In both DPT-1 prevention trials, actual study assignment or beliefs about study assignment influenced respondents’ confidence in a specific intervention’s potential to prevent or delay type 1 diabetes. In the parenteral trial, those randomized to the intervention condition were more confident that insulin could stop diabetes compared with those assigned to the closely monitored group. Although all respondents in the oral trial had greater confidence in oral insulin than parenteral insulin as a mechanism of disease prevention, those who believed that they were randomized to the active drug condition were particularly favorable. Parental role and participant age were again important considerations in respondents’ views toward the study intervention. In both prevention trials, children were more confident that the study intervention would succeed compared with adults. Parent expectations were quite different between the two trials. In the parenteral trial, parents were more confident than participants in the intervention’s potential for success. The opposite finding emerged in the oral trial, where participants were more favorable. It is important to note that participants knew their study condition in the parenteral trial, while the oral trial involved blind random assignment. Fewer parents in the oral trial believed that their child was in the oral insulin condition, compared with participants, which may explain parents’ lower confidence in oral insulin’s potential for success.

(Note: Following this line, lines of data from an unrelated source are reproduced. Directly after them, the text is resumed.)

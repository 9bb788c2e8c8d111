//! # Codescope Vector Store
//!
//! Cosine similarity and ranked, thresholded search over in-memory
//! embedding vectors. Vectors of unequal dimension are never compared:
//! [`cosine_similarity`] returns [`VectorStoreError::DimensionMismatch`] and
//! [`search`] skips such candidates.
//!
//! ## Example
//!
//! ```
//! use codescope_vector_store::search;
//!
//! let stored = vec![("a.rs", vec![1.0, 0.0]), ("b.rs", vec![0.0, 1.0])];
//! let hits = search(&[1.0, 0.1], stored.iter().map(|(k, v)| (*k, v.as_slice())), 5, 0.7);
//! assert_eq!(hits.len(), 1);
//! assert_eq!(hits[0].key, "a.rs");
//! ```

mod error;
mod similarity;

pub use error::Result;
pub use error::VectorStoreError;
pub use similarity::SimilarityResult;
pub use similarity::cosine_similarity;
pub use similarity::search;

Only in the oral prevention trial survey, did we provide participants with a hypothetical question in which they could choose which of the DTP-1 conditions (insulin injections, oral capsules, or no intervention) they would have preferred. It is not surprising that most participants and parents chose the oral medication condition. It appears that most participants develop positive attitudes toward the study condition to which they have been assigned.

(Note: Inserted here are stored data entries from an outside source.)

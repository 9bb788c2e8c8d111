mod common;

use codescope_codebase_indexer::CodebaseIndexer;
use codescope_codebase_indexer::EntityKey;
use codescope_codebase_indexer::IndexerConfig;
use codescope_codebase_indexer::SearchOptions;
use codescope_codebase_indexer::SearchScope;
use common::KeywordEmbedder;
use common::at_similarity;
use common::manager;
use common::write_file;
use pretty_assertions::assert_eq;
use std::sync::Arc;
use tempfile::TempDir;

const QUERY: &str = "parse configuration file";

async fn project() -> (TempDir, CodebaseIndexer) {
    let temp_dir = TempDir::new().expect("Failed to create temp dir");
    let root = dunce::canonicalize(temp_dir.path()).expect("Failed to canonicalize");
    write_file(
        &root,
        "config.rs",
        "pub fn load_config(path: &str) -> String {\n    path.to_string()\n}\n",
    );
    write_file(
        &root,
        "view.rs",
        "pub fn render_page(title: &str) -> String {\n    title.to_uppercase()\n}\n",
    );

    let embedder = Arc::new(KeywordEmbedder::new(vec![
        (QUERY, vec![1.0, 0.0]),
        ("load_config", at_similarity(0.82)),
        ("render_page", at_similarity(0.55)),
    ]));
    let indexer = CodebaseIndexer::builder(IndexerConfig::with_roots([&root]))
        .embeddings(manager(embedder))
        .build()
        .expect("Failed to create indexer");
    let outcome = indexer.build(None).await.expect("Failed to build");
    let report = outcome.report().expect("build should complete");
    assert_eq!(report.embeddings_failed, 0);
    (temp_dir, indexer)
}

#[tokio::test]
async fn only_results_above_threshold_are_returned() {
    let (temp_dir, indexer) = project().await;
    let root = dunce::canonicalize(temp_dir.path()).expect("Failed to canonicalize");
    let query = indexer
        .embeddings()
        .expect("embeddings configured")
        .embed_query(QUERY)
        .await
        .expect("query embedded");

    let results = indexer
        .search_similar(
            &query,
            SearchOptions {
                scope: SearchScope::Files,
                top_n: 5,
                min_similarity: 0.7,
            },
        )
        .await;

    assert_eq!(results.len(), 1);
    assert_eq!(
        results[0].key,
        EntityKey::File {
            path: root.join("config.rs")
        }
    );
    assert!((results[0].score - 0.82).abs() < 1e-4);
}

#[tokio::test]
async fn lower_threshold_ranks_by_score() {
    let (_temp_dir, indexer) = project().await;
    let query = at_similarity(1.0);

    let results = indexer
        .search_similar(
            &query,
            SearchOptions {
                scope: SearchScope::Symbols,
                top_n: 5,
                min_similarity: 0.5,
            },
        )
        .await;

    let names: Vec<String> = results
        .iter()
        .filter_map(|result| match &result.key {
            EntityKey::Symbol { name, .. } => Some(name.clone()),
            EntityKey::File { .. } => None,
        })
        .collect();
    assert_eq!(
        names,
        vec!["load_config".to_string(), "render_page".to_string()]
    );
    assert!(results[0].score > results[1].score);
}

#[tokio::test]
async fn excerpts_cover_whole_symbol_lines() {
    let (_temp_dir, indexer) = project().await;
    let symbol = indexer
        .symbols_named("load_config")
        .await
        .into_iter()
        .next()
        .expect("symbol indexed");

    let excerpt = indexer
        .excerpt(&EntityKey::Symbol {
            id: symbol.id(),
            name: symbol.name.clone(),
        })
        .await
        .expect("excerpt");
    assert_eq!(
        excerpt.text,
        "pub fn load_config(path: &str) -> String {\n    path.to_string()\n}"
    );
    assert_eq!(excerpt.range, Some(symbol.range));
}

Participants and parents in both DPT-1 prevention trials reported that knowing that someone was watching the participant for developing diabetes was the best part of the study. Participants’ overall reactions to the study were very favorable in both DPT-1 prevention trials, highlighting the positive perceptions most DPT-1 participants had of their study experience.

Study results should be interpreted with some caution in view of the special characteristics of the sample surveyed. Only participants ≥10 yr participated, so the study provides no information on the experiences of younger children except from their parents’ point of view. All participants were relatives of patients with type 1 diabetes, limiting our ability to generalize our findings to the general population. Those surveyed are likely to be the most dedicated to the study and certainly are not representative of those who refused the trial entirely. Recalled reactions to study components may differ from participants’ or parents’ immediate reactions during the study.

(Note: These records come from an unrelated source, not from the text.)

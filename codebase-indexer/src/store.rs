use crate::error::IndexerError;
use crate::error::Result;
use crate::model::EntityKey;
use crate::model::Excerpt;
use crate::model::FileIndexEntry;
use crate::model::ReferenceLocation;
use crate::model::Symbol;
use crate::model::SymbolHandle;
use crate::model::SymbolId;
use codescope_symbol_extractor::Position;
use serde::Serialize;
use std::collections::HashMap;
use std::path::Path;
use std::path::PathBuf;
use std::sync::Arc;

/// Counters over the current store contents.
#[derive(Debug, Clone, Default, PartialEq, Eq, Serialize)]
pub struct StoreStats {
    pub generation: u64,
    pub files: usize,
    pub files_with_errors: usize,
    pub symbols: usize,
    pub references: usize,
    pub file_embeddings: usize,
    pub symbol_embeddings: usize,
}

/// The authoritative in-memory index: one entry per file path.
///
/// Entries sit behind `Arc` so readers can hold one while the store moves
/// on. Mutation goes through [`Arc::make_mut`], which never touches other
/// entries.
#[derive(Debug, Default)]
pub struct IndexStore {
    generation: u64,
    /// Last revision handed to an inserted entry.
    revision: u64,
    entries: HashMap<PathBuf, Arc<FileIndexEntry>>,
    /// Symbol name -> (path, slot) of every declaration with that name.
    names: HashMap<String, Vec<(PathBuf, usize)>>,
}

impl IndexStore {
    pub fn new(generation: u64) -> Self {
        Self {
            generation,
            ..Default::default()
        }
    }

    pub fn generation(&self) -> u64 {
        self.generation
    }

    pub fn len(&self) -> usize {
        self.entries.len()
    }

    pub fn is_empty(&self) -> bool {
        self.entries.is_empty()
    }

    /// Replaces the entry for `entry.path` wholesale and returns the old one.
    /// The new entry gets a fresh revision, so handles into the old one go
    /// stale.
    pub fn insert_entry(&mut self, mut entry: FileIndexEntry) -> Option<Arc<FileIndexEntry>> {
        self.revision += 1;
        entry.revision = self.revision;
        let path = entry.path.clone();
        let previous = self.remove_entry(&path);
        for (slot, symbol) in entry.symbols.iter().enumerate() {
            self.names
                .entry(symbol.name.clone())
                .or_default()
                .push((path.clone(), slot));
        }
        self.entries.insert(path, Arc::new(entry));
        previous
    }

    pub fn remove_entry(&mut self, path: &Path) -> Option<Arc<FileIndexEntry>> {
        let previous = self.entries.remove(path)?;
        for symbol in &previous.symbols {
            if let Some(slots) = self.names.get_mut(&symbol.name) {
                slots.retain(|(owner, _)| owner != path);
                if slots.is_empty() {
                    self.names.remove(&symbol.name);
                }
            }
        }
        Some(previous)
    }

    /// Removes every entry under the directory `dir` and returns how many
    /// went.
    pub fn remove_under(&mut self, dir: &Path) -> usize {
        let doomed: Vec<PathBuf> = self
            .entries
            .keys()
            .filter(|path| path.starts_with(dir))
            .cloned()
            .collect();
        for path in &doomed {
            self.remove_entry(path);
        }
        doomed.len()
    }

    /// Drops every entry and moves to `generation`, invalidating all handles.
    pub fn clear(&mut self, generation: u64) {
        self.entries.clear();
        self.names.clear();
        self.generation = generation;
    }

    pub fn entry(&self, path: &Path) -> Option<&Arc<FileIndexEntry>> {
        self.entries.get(path)
    }

    pub fn entries(&self) -> impl Iterator<Item = &Arc<FileIndexEntry>> {
        self.entries.values()
    }

    pub fn paths(&self) -> Vec<PathBuf> {
        let mut paths: Vec<PathBuf> = self.entries.keys().cloned().collect();
        paths.sort();
        paths
    }

    pub fn handle(&self, path: &Path, slot: usize) -> SymbolHandle {
        SymbolHandle {
            path: path.to_path_buf(),
            slot,
            generation: self.generation,
            revision: self.entries.get(path).map_or(0, |entry| entry.revision),
        }
    }

    /// Handles of every declaration named `name`.
    pub fn handles_named(&self, name: &str) -> Vec<SymbolHandle> {
        self.names
            .get(name)
            .map(|slots| {
                slots
                    .iter()
                    .map(|(path, slot)| self.handle(path, *slot))
                    .collect()
            })
            .unwrap_or_default()
    }

    pub fn symbols_named(&self, name: &str) -> Vec<&Symbol> {
        self.handles_named(name)
            .iter()
            .filter_map(|handle| self.symbol(handle).ok())
            .collect()
    }

    /// Looks a handle up, rejecting handles from an older generation or an
    /// older revision of the file.
    pub fn symbol(&self, handle: &SymbolHandle) -> Result<&Symbol> {
        self.check_generation(handle)?;
        let entry = self
            .entries
            .get(&handle.path)
            .ok_or_else(|| IndexerError::FileNotIndexed(handle.path.clone()))?;
        check_revision(entry, handle)?;
        entry
            .symbols
            .get(handle.slot)
            .ok_or_else(|| IndexerError::UnknownSymbol {
                path: handle.path.clone(),
                slot: handle.slot,
            })
    }

    pub fn symbol_by_id(&self, id: &SymbolId) -> Option<&Symbol> {
        self.entries
            .get(&id.path)?
            .symbols
            .iter()
            .find(|symbol| symbol.range == id.range)
    }

    /// Innermost (latest-starting) symbol whose range contains `position`.
    pub fn find_symbol_at(&self, path: &Path, position: Position) -> Option<&Symbol> {
        let entry = self.entries.get(path)?;
        entry.slot_at(position).map(|slot| &entry.symbols[slot])
    }

    pub fn handle_at(&self, path: &Path, position: Position) -> Option<SymbolHandle> {
        let slot = self.entries.get(path)?.slot_at(position)?;
        Some(self.handle(path, slot))
    }

    pub fn references_of(&self, id: &SymbolId) -> &[ReferenceLocation] {
        self.symbol_by_id(id)
            .map(|symbol| symbol.references.as_slice())
            .unwrap_or_default()
    }

    /// Appends a reference to the symbol behind `handle`.
    pub fn attach_reference(&mut self, handle: &SymbolHandle, location: ReferenceLocation) -> Result<()> {
        self.check_generation(handle)?;
        let entry = self
            .entries
            .get_mut(&handle.path)
            .ok_or_else(|| IndexerError::FileNotIndexed(handle.path.clone()))?;
        check_revision(entry, handle)?;
        let symbol = Arc::make_mut(entry)
            .symbols
            .get_mut(handle.slot)
            .ok_or_else(|| IndexerError::UnknownSymbol {
                path: handle.path.clone(),
                slot: handle.slot,
            })?;
        symbol.references.push(location);
        Ok(())
    }

    /// Mutable access for post-processing passes such as embedding.
    pub(crate) fn entry_mut(&mut self, path: &Path) -> Option<&mut FileIndexEntry> {
        self.entries.get_mut(path).map(Arc::make_mut)
    }

    /// Every stored embedding with its owner.
    pub fn embeddings(&self, files: bool, symbols: bool) -> Vec<(EntityKey, &[f32])> {
        let mut out = Vec::new();
        let mut entries: Vec<(&PathBuf, &Arc<FileIndexEntry>)> = self.entries.iter().collect();
        entries.sort_by(|(a, _), (b, _)| a.cmp(b));
        for (_, entry) in entries {
            if let Some(vector) = entry.embedding.as_ref().filter(|_| files) {
                out.push((
                    EntityKey::File {
                        path: entry.path.clone(),
                    },
                    vector.as_slice(),
                ));
            }
            if symbols {
                for symbol in &entry.symbols {
                    if let Some(vector) = &symbol.embedding {
                        out.push((
                            EntityKey::Symbol {
                                id: symbol.id(),
                                name: symbol.qualified_name(),
                            },
                            vector.as_slice(),
                        ));
                    }
                }
            }
        }
        out
    }

    /// Source text for a search hit.
    pub fn excerpt(&self, key: &EntityKey) -> Option<Excerpt> {
        match key {
            EntityKey::File { path } => {
                let entry = self.entries.get(path)?;
                Some(Excerpt {
                    path: entry.path.clone(),
                    language: entry.language,
                    text: entry.content.clone(),
                    range: None,
                })
            }
            EntityKey::Symbol { id, .. } => {
                let entry = self.entries.get(&id.path)?;
                let symbol = entry.symbols.iter().find(|s| s.range == id.range)?;
                let text = symbol_lines(&entry.content, symbol);
                Some(Excerpt {
                    path: entry.path.clone(),
                    language: entry.language,
                    text,
                    range: Some(symbol.range),
                })
            }
        }
    }

    pub fn stats(&self) -> StoreStats {
        let mut stats = StoreStats {
            generation: self.generation,
            files: self.entries.len(),
            ..Default::default()
        };
        for entry in self.entries.values() {
            if entry.has_error() {
                stats.files_with_errors += 1;
            }
            if entry.embedding.is_some() {
                stats.file_embeddings += 1;
            }
            stats.symbols += entry.symbols.len();
            for symbol in &entry.symbols {
                stats.references += symbol.references.len();
                if symbol.embedding.is_some() {
                    stats.symbol_embeddings += 1;
                }
            }
        }
        stats
    }

    fn check_generation(&self, handle: &SymbolHandle) -> Result<()> {
        if handle.generation != self.generation {
            return Err(IndexerError::StaleGeneration {
                path: handle.path.clone(),
                handle: handle.generation,
                current: self.generation,
            });
        }
        Ok(())
    }
}

fn check_revision(entry: &FileIndexEntry, handle: &SymbolHandle) -> Result<()> {
    if handle.revision != entry.revision {
        return Err(IndexerError::StaleRevision {
            path: handle.path.clone(),
            handle: handle.revision,
            current: entry.revision,
        });
    }
    Ok(())
}

/// Whole source lines spanned by `symbol`.
fn symbol_lines(content: &str, symbol: &Symbol) -> String {
    let start = symbol.range.start.line as usize;
    let count = symbol.range.line_count() as usize;
    content
        .lines()
        .skip(start)
        .take(count)
        .collect::<Vec<_>>()
        .join("\n")
}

Despite these limitations, the survey results reported in this study and previously (2) are clearly relevant to the oral insulin trial being initiated as part of TrialNet and to other diabetes prevention studies involving children. Specific recommendations for those designing future prevention trials include (i) increase public and trial participant education on the value of random assignment; (ii) provide mechanisms to address participant and parent emotional distress when it occurs; (iii) address the particular concerns of children in the selection of study procedures; (iv) monitor protocol adherence, include adherence promotion strategies as part of the study protocol, and include adherence data in the study’s data analysis and interpretation of the study’s findings; (v) monitor participant behaviors initiated outside the study protocol aimed at delaying or preventing disease onset, consider strategies to reduce this type of behavior, and include these data in the study’s data analysis and interpretation of the study’s findings.